**EXERCISE INSTRUCTIONS:** Look for the string "next" in the listing below and copy every line in which it appears.

**SOURCE DATA:**
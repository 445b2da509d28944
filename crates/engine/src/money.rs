use std::{
    fmt,
    iter::Sum,
    ops::{Add, AddAssign, Neg, Sub, SubAssign},
    str::FromStr,
};

use serde::{Deserialize, Serialize};

use crate::EngineError;

/// Signed money amount represented as **integer cents**.
///
/// Use this type for **all** monetary values in the engine (assigned and
/// executed amounts, costs, purchase order totals) to avoid floating-point
/// drift. Sums are exact and independent of the order of the terms.
///
/// The value is signed so that an already overspent allocation can report a
/// negative available amount. Recorded costs are validated to be `>= 0`.
///
/// # Examples
///
/// ```rust
/// use engine::Money;
///
/// let amount = Money::new(12_34);
/// assert_eq!(amount.cents(), 1234);
/// assert_eq!(amount.to_string(), "$12.34");
/// ```
///
/// Parsing from user input (accepts `.` or `,` as decimal separator; rejects >
/// 2 decimals):
///
/// ```rust
/// use engine::Money;
///
/// assert_eq!("10".parse::<Money>().unwrap().cents(), 1000);
/// assert_eq!("10,5".parse::<Money>().unwrap().cents(), 1050);
/// assert!("12.345".parse::<Money>().is_err());
/// ```
#[derive(Clone, Copy, Debug, Default, PartialEq, Eq, PartialOrd, Ord, Hash, Serialize, Deserialize)]
#[serde(transparent)]
#[repr(transparent)]
pub struct Money(i64);

impl Money {
    pub const ZERO: Money = Money(0);

    /// Creates a new amount from integer cents.
    #[must_use]
    pub const fn new(cents: i64) -> Self {
        Self(cents)
    }

    /// Creates a new amount from whole currency units.
    #[must_use]
    pub const fn from_units(units: i64) -> Self {
        Self(units * 100)
    }

    /// Returns the raw value in cents.
    #[must_use]
    pub const fn cents(self) -> i64 {
        self.0
    }

    #[must_use]
    pub const fn is_zero(self) -> bool {
        self.0 == 0
    }

    #[must_use]
    pub const fn is_positive(self) -> bool {
        self.0 > 0
    }

    #[must_use]
    pub const fn is_negative(self) -> bool {
        self.0 < 0
    }

    /// Checked addition (returns `None` on overflow).
    #[must_use]
    pub fn checked_add(self, rhs: Money) -> Option<Money> {
        self.0.checked_add(rhs.0).map(Money)
    }

    /// Sum of `amounts`, or `None` as soon as it overflows.
    #[must_use]
    pub fn checked_sum<I: IntoIterator<Item = Money>>(amounts: I) -> Option<Money> {
        amounts.into_iter().try_fold(Money::ZERO, Money::checked_add)
    }

    /// Checked subtraction (returns `None` on overflow).
    #[must_use]
    pub fn checked_sub(self, rhs: Money) -> Option<Money> {
        self.0.checked_sub(rhs.0).map(Money)
    }

    /// Checked multiplication by an integer factor (days, units).
    #[must_use]
    pub fn checked_mul(self, factor: i64) -> Option<Money> {
        self.0.checked_mul(factor).map(Money)
    }

    /// Fails with `InvalidAmount` when the amount is negative.
    pub fn ensure_non_negative(self, label: &str) -> Result<Money, EngineError> {
        if self.is_negative() {
            return Err(EngineError::InvalidAmount(format!(
                "{label} must be >= 0"
            )));
        }
        Ok(self)
    }

    /// Formats the amount as a plain decimal string (`"-1234.50"`), the
    /// representation used on the wire.
    #[must_use]
    pub fn to_decimal_string(self) -> String {
        let sign = if self.0 < 0 { "-" } else { "" };
        let abs = self.0.unsigned_abs();
        format!("{sign}{}.{:02}", abs / 100, abs % 100)
    }
}

impl fmt::Display for Money {
    fn fmt(&self, f: &mut fmt::Formatter<'_>) -> fmt::Result {
        let sign = if self.0 < 0 { "-" } else { "" };
        let abs = self.0.unsigned_abs();
        let units = (abs / 100).to_string();
        let cents = abs % 100;

        let mut grouped = String::with_capacity(units.len() + units.len() / 3);
        for (i, ch) in units.chars().enumerate() {
            if i > 0 && (units.len() - i) % 3 == 0 {
                grouped.push(',');
            }
            grouped.push(ch);
        }
        write!(f, "{sign}${grouped}.{cents:02}")
    }
}

impl From<i64> for Money {
    fn from(value: i64) -> Self {
        Self(value)
    }
}

impl From<Money> for i64 {
    fn from(value: Money) -> Self {
        value.0
    }
}

impl Add for Money {
    type Output = Money;

    fn add(self, rhs: Money) -> Self::Output {
        Money(self.0 + rhs.0)
    }
}

impl AddAssign for Money {
    fn add_assign(&mut self, rhs: Money) {
        self.0 += rhs.0;
    }
}

impl Sub for Money {
    type Output = Money;

    fn sub(self, rhs: Money) -> Self::Output {
        Money(self.0 - rhs.0)
    }
}

impl SubAssign for Money {
    fn sub_assign(&mut self, rhs: Money) {
        self.0 -= rhs.0;
    }
}

impl Neg for Money {
    type Output = Money;

    fn neg(self) -> Self::Output {
        Money(-self.0)
    }
}

/// Saturating sum, for display totals. Ledger arithmetic uses
/// [`Money::checked_sum`].
impl Sum for Money {
    fn sum<I: Iterator<Item = Money>>(iter: I) -> Self {
        iter.fold(Money::ZERO, |acc, amount| Money(acc.0.saturating_add(amount.0)))
    }
}

impl FromStr for Money {
    type Err = EngineError;

    /// Parses a decimal string into cents.
    ///
    /// Accepts `.` or `,` as decimal separator and an optional leading `+`/`-`.
    fn from_str(s: &str) -> Result<Self, Self::Err> {
        parse_hundredths(s).map(Money)
    }
}

/// Parses a decimal string with at most two fractional digits into an integer
/// number of hundredths.
///
/// Validation rules:
/// - max 2 fractional digits (rejects `12.345`)
/// - rejects empty/invalid strings
pub(crate) fn parse_hundredths(s: &str) -> Result<i64, EngineError> {
    let empty = || EngineError::InvalidAmount("empty amount".to_string());
    let invalid = || EngineError::InvalidAmount("invalid amount".to_string());
    let overflow = || EngineError::InvalidAmount("amount too large".to_string());

    let trimmed = s.trim();
    if trimmed.is_empty() {
        return Err(empty());
    }

    let (negative, rest) = if let Some(stripped) = trimmed.strip_prefix('-') {
        (true, stripped)
    } else if let Some(stripped) = trimmed.strip_prefix('+') {
        (false, stripped)
    } else {
        (false, trimmed)
    };

    let rest = rest.trim();
    if rest.is_empty() {
        return Err(empty());
    }

    let rest = rest.replace(',', ".");
    let mut parts = rest.split('.');
    let units_str = parts.next().ok_or_else(invalid)?;
    let frac_str = parts.next();

    if parts.next().is_some() {
        return Err(invalid());
    }

    if units_str.is_empty() || !units_str.chars().all(|c| c.is_ascii_digit()) {
        return Err(invalid());
    }

    let units: i64 = units_str.parse().map_err(|_| overflow())?;

    let hundredths: i64 = match frac_str {
        None | Some("") => 0,
        Some(frac) => {
            if !frac.chars().all(|c| c.is_ascii_digit()) {
                return Err(invalid());
            }
            match frac.len() {
                1 => frac.parse::<i64>().map_err(|_| invalid())? * 10,
                2 => frac.parse::<i64>().map_err(|_| invalid())?,
                _ => return Err(EngineError::InvalidAmount("too many decimals".to_string())),
            }
        }
    };

    let total = units
        .checked_mul(100)
        .and_then(|v| v.checked_add(hundredths))
        .ok_or_else(overflow)?;

    if negative {
        total.checked_neg().ok_or_else(overflow)
    } else {
        Ok(total)
    }
}

#[cfg(test)]
mod tests {
    use super::*;

    #[test]
    fn checked_sum_detects_overflow() {
        let amounts = [Money::from_units(10), Money::new(50)];
        assert_eq!(Money::checked_sum(amounts), Some(Money::new(1_050)));
        assert_eq!(Money::checked_sum([]), Some(Money::ZERO));
        assert_eq!(Money::checked_sum([Money::new(i64::MAX), Money::new(1)]), None);
        assert_eq!(
            [Money::new(i64::MAX), Money::new(1)].into_iter().sum::<Money>(),
            Money::new(i64::MAX)
        );
    }

    #[test]
    fn display_groups_thousands() {
        assert_eq!(Money::new(0).to_string(), "$0.00");
        assert_eq!(Money::new(1).to_string(), "$0.01");
        assert_eq!(Money::new(1050).to_string(), "$10.50");
        assert_eq!(Money::from_units(600_000).to_string(), "$600,000.00");
        assert_eq!(Money::from_units(1_000_000).to_string(), "$1,000,000.00");
        assert_eq!(Money::new(-123_456).to_string(), "-$1,234.56");
    }

    #[test]
    fn decimal_string_has_no_grouping() {
        assert_eq!(Money::from_units(400_000).to_decimal_string(), "400000.00");
        assert_eq!(Money::new(-5).to_decimal_string(), "-0.05");
    }

    #[test]
    fn parse_accepts_dot_or_comma() {
        assert_eq!("10".parse::<Money>().unwrap().cents(), 1000);
        assert_eq!("10.5".parse::<Money>().unwrap().cents(), 1050);
        assert_eq!("10,50".parse::<Money>().unwrap().cents(), 1050);
        assert_eq!("-0.01".parse::<Money>().unwrap().cents(), -1);
        assert_eq!("+1.00".parse::<Money>().unwrap().cents(), 100);
        assert_eq!("  2.30 ".parse::<Money>().unwrap().cents(), 230);
    }

    #[test]
    fn parse_rejects_more_than_two_decimals() {
        assert!("12.345".parse::<Money>().is_err());
        assert!("0.001".parse::<Money>().is_err());
        assert!("".parse::<Money>().is_err());
        assert!("1.2.3".parse::<Money>().is_err());
    }

    #[test]
    fn sum_is_order_independent() {
        let values = [Money::new(10), Money::new(250), Money::new(3)];
        let forward: Money = values.iter().copied().sum();
        let backward: Money = values.iter().rev().copied().sum();
        assert_eq!(forward, backward);
        assert_eq!(forward, Money::new(263));
    }

    #[test]
    fn negative_amounts_are_rejected_by_guard_helper() {
        assert!(Money::new(-1).ensure_non_negative("cost").is_err());
        assert_eq!(Money::new(5).ensure_non_negative("cost"), Ok(Money::new(5)));
    }
}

**ANSWER TO THIS PROBLEM:**
    let units_str = parts.next().ok_or_else(invalid)?;
    let frac_str = parts.next();
    if parts.next().is_some() {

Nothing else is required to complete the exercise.